**The problem**
Copy exactly the lines from the start of the data below through the one that carries "read or write.", and only those.

**Data extract**
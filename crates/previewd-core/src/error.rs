//! Error types for `previewd-core`.
//!
//! Each subsystem gets its own variant set scoped to its failure modes,
//! matching the granularity C9 needs to map failures onto the right HTTP
//! status (see `previewd-server::error::AppError`).

pub use previewd_provider::ProviderError;

/// Errors from the session ledger (C2).
#[derive(Debug, thiserror::Error)]
pub enum LedgerError {
    /// The session row does not exist.
    #[error("session not found: {id}")]
    NotFound { id: String },

    /// The backing store rejected a read or write.
    #[error("ledger storage error: {0}")]
    Storage(#[from] sqlx::Error),
}

/// Errors from the realtime registrar (C4). Callers treat every variant as
/// best-effort — never propagated out of session create/destroy.
#[derive(Debug, thiserror::Error)]
pub enum RegistrarError {
    #[error("registrar request failed: {0}")]
    Transport(String),

    #[error("registrar exhausted reconnect attempts")]
    ReconnectExhausted,
}

/// Errors from the container manager (C5).
#[derive(Debug, thiserror::Error)]
pub enum ManagerError {
    #[error("session not found: {id}")]
    NotFound { id: uuid::Uuid },

    #[error("provisioning failed: {0}")]
    ProvisioningFailed(#[from] ProviderError),

    #[error("ledger error: {0}")]
    Ledger(#[from] LedgerError),

    #[error("destroy failed: {0}")]
    DestroyFailed(String),
}

/// Errors from the scheduler (C7).
#[derive(Debug, thiserror::Error)]
pub enum SchedulerError {
    #[error("unknown job: {name}")]
    UnknownJob { name: String },

    #[error("job '{name}' is already running")]
    AlreadyRunning { name: String },
}
#[async_trait::async_trait]
impl SessionLedger for PostgresLedger {
    async fn insert_creating(
        &self,
        id: Uuid,
        user_id: Uuid,
        project_id: Uuid,
        tier: TierName,
        expires_at: DateTime<Utc>,
        container_id: &str,
    ) -> Result<Session, LedgerError> {
        let session = sqlx::query_as::<_, Session>(
            r"INSERT INTO sessions
                (id, user_id, project_id, tier, status, expires_at, container_id)
              VALUES ($1, $2, $3, $4, 'creating', $5, $6)
              RETURNING *",
        )
        .bind(id)
        .bind(user_id)
        .bind(project_id)
        .bind(tier)
        .bind(expires_at)
        .bind(container_id)
        .fetch_one(&self.pool)
        .await?;

        Ok(session)
    }

    async fn mark_active(
        &self,
        id: Uuid,
        container_id: &str,
        url: &str,
    ) -> Result<(), LedgerError> {
        let result = sqlx::query(
            r"UPDATE sessions
              SET status = 'active', container_id = $2, container_url = $3, updated_at = now()
              WHERE id = $1",
        )
        .bind(id)
        .bind(container_id)
        .bind(url)
        .execute(&self.pool)
        .await?;

        if result.rows_affected() == 0 {
            return Err(LedgerError::NotFound { id: id.to_string() });
        }
        Ok(())
    }

    async fn mark_error(&self, id: Uuid, message: &str) -> Result<(), LedgerError> {
        sqlx::query(
            r"UPDATE sessions
              SET status = 'error', error_message = $2, updated_at = now()
              WHERE id = $1",
        )
        .bind(id)
        .bind(message)
        .execute(&self.pool)
        .await?;
        Ok(())
    }

    async fn mark_ended(&self, id: Uuid) -> Result<(), LedgerError> {
        sqlx::query(
            r"UPDATE sessions
              SET status = 'ended', ended_at = now(), updated_at = now()
              WHERE id = $1 AND status != 'ended'",
        )
        .bind(id)
        .execute(&self.pool)
        .await?;
        Ok(())
    }

    async fn get(&self, id: Uuid) -> Result<Option<Session>, LedgerError> {
        let session = sqlx::query_as::<_, Session>("SELECT * FROM sessions WHERE id = $1")
            .bind(id)
            .fetch_optional(&self.pool)
            .await?;
        Ok(session)
    }

    async fn list_for_user(&self, user_id: Uuid) -> Result<Vec<Session>, LedgerError> {
        let sessions = sqlx::query_as::<_, Session>(
            "SELECT * FROM sessions WHERE user_id = $1 ORDER BY created_at DESC",
        )
        .bind(user_id)
        .fetch_all(&self.pool)
        .await?;
        Ok(sessions)
    }

    async fn select_expired(&self) -> Result<Vec<Session>, LedgerError> {
        let sessions = sqlx::query_as::<_, Session>(
            r"SELECT * FROM sessions
              WHERE expires_at < now() AND status IN ('creating', 'active')",
        )
        .fetch_all(&self.pool)
        .await?;
        Ok(sessions)
    }

    async fn select_orphan_check_set(&self) -> Result<Vec<String>, LedgerError> {
        let ids: Vec<(String,)> = sqlx::query_as(
            r"SELECT container_id FROM sessions
              WHERE status = 'active' AND container_id IS NOT NULL",
        )
        .fetch_all(&self.pool)
        .await?;
        Ok(ids.into_iter().map(|(id,)| id).collect())
    }

    async fn lock_session(&self, id: Uuid) -> OwnedMutexGuard<()> {
        self.lock_for(id).await.lock_owned().await
    }
}

/// Deterministic in-memory ledger fake, used by every test in spec §8.
#[derive(Clone, Default)]
pub struct InMemoryLedger {
    sessions: Arc<RwLock<HashMap<Uuid, Session>>>,
    locks: Arc<RwLock<HashMap<Uuid, Arc<Mutex<()>>>>>,
}

impl InMemoryLedger {
    #[must_use]
    pub fn new() -> Self {
        Self::default()
    }

    async fn lock_for(&self, id: Uuid) -> Arc<Mutex<()>> {
        if let Some(lock) = self.locks.read().await.get(&id) {
            return lock.clone();
        }
        let mut locks = self.locks.write().await;
        locks.entry(id).or_insert_with(|| Arc::new(Mutex::new(()))).clone()
    }
}

#[async_trait::async_trait]
impl SessionLedger for InMemoryLedger {
    async fn insert_creating(
        &self,
        id: Uuid,
        user_id: Uuid,
        project_id: Uuid,
        tier: TierName,
        expires_at: DateTime<Utc>,
        container_id: &str,
    ) -> Result<Session, LedgerError> {
        let now = Utc::now();
        let session = Session {
            id,
            user_id,
            project_id,
            container_id: Some(container_id.to_owned()),
            container_url: None,
            tier,
            status: SessionStatus::Creating,
            error_message: None,
            created_at: now,
            updated_at: now,
            ended_at: None,
            expires_at,
        };
        self.sessions.write().await.insert(id, session.clone());
        Ok(session)
    }

    async fn mark_active(
        &self,
        id: Uuid,
        container_id: &str,
        url: &str,
    ) -> Result<(), LedgerError> {
        let mut sessions = self.sessions.write().await;
        let session = sessions
            .get_mut(&id)
            .ok_or_else(|| LedgerError::NotFound { id: id.to_string() })?;
        session.status = SessionStatus::Active;
        session.container_id = Some(container_id.to_owned());
        session.container_url = Some(url.to_owned());
        session.updated_at = Utc::now();
        Ok(())
    }

    async fn mark_error(&self, id: Uuid, message: &str) -> Result<(), LedgerError> {
        if let Some(session) = self.sessions.write().await.get_mut(&id) {
            session.status = SessionStatus::Error;
            session.error_message = Some(message.to_owned());
            session.updated_at = Utc::now();
        }
        Ok(())
    }

    async fn mark_ended(&self, id: Uuid) -> Result<(), LedgerError> {
        if let Some(session) = self.sessions.write().await.get_mut(&id) {
            if session.status != SessionStatus::Ended {
                session.status = SessionStatus::Ended;
                session.ended_at = Some(Utc::now());
                session.updated_at = Utc::now();
            }
        }
        Ok(())
    }

    async fn get(&self, id: Uuid) -> Result<Option<Session>, LedgerError> {
        Ok(self.sessions.read().await.get(&id).cloned())
    }

    async fn list_for_user(&self, user_id: Uuid) -> Result<Vec<Session>, LedgerError> {
        let mut sessions: Vec<Session> = self
            .sessions
            .read()
            .await
            .values()
            .filter(|s| s.user_id == user_id)
            .cloned()
            .collect();
        sessions.sort_by_key(|s| std::cmp::Reverse(s.created_at));
        Ok(sessions)
    }

    async fn select_expired(&self) -> Result<Vec<Session>, LedgerError> {
        let now = Utc::now();
        Ok(self
            .sessions
            .read()
            .await
            .values()
            .filter(|s| {
                s.expires_at < now
                    && matches!(s.status, SessionStatus::Creating | SessionStatus::Active)
            })
            .cloned()
            .collect())
    }

    async fn select_orphan_check_set(&self) -> Result<Vec<String>, LedgerError> {
        Ok(self
            .sessions
            .read()
            .await
            .values()
            .filter(|s| s.status == SessionStatus::Active)
            .filter_map(|s| s.container_id.clone())
            .collect())
    }

    async fn lock_session(&self, id: Uuid) -> OwnedMutexGuard<()> {
        self.lock_for(id).await.lock_owned().await
    }
}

**Written reply**
filename crates/previewd-core/src/error.rs
//! Error types for `previewd-core`.
//!
//! Each subsystem gets its own variant set scoped to its failure modes,
//! matching the granularity C9 needs to map failures onto the right HTTP
//! status (see `previewd-server::error::AppError`).

pub use previewd_provider::ProviderError;

/// Errors from the session ledger (C2).
#[derive(Debug, thiserror::Error)]
pub enum LedgerError {
    /// The session row does not exist.
    #[error("session not found: {id}")]
    NotFound { id: String },

    /// The backing store rejected a read or write.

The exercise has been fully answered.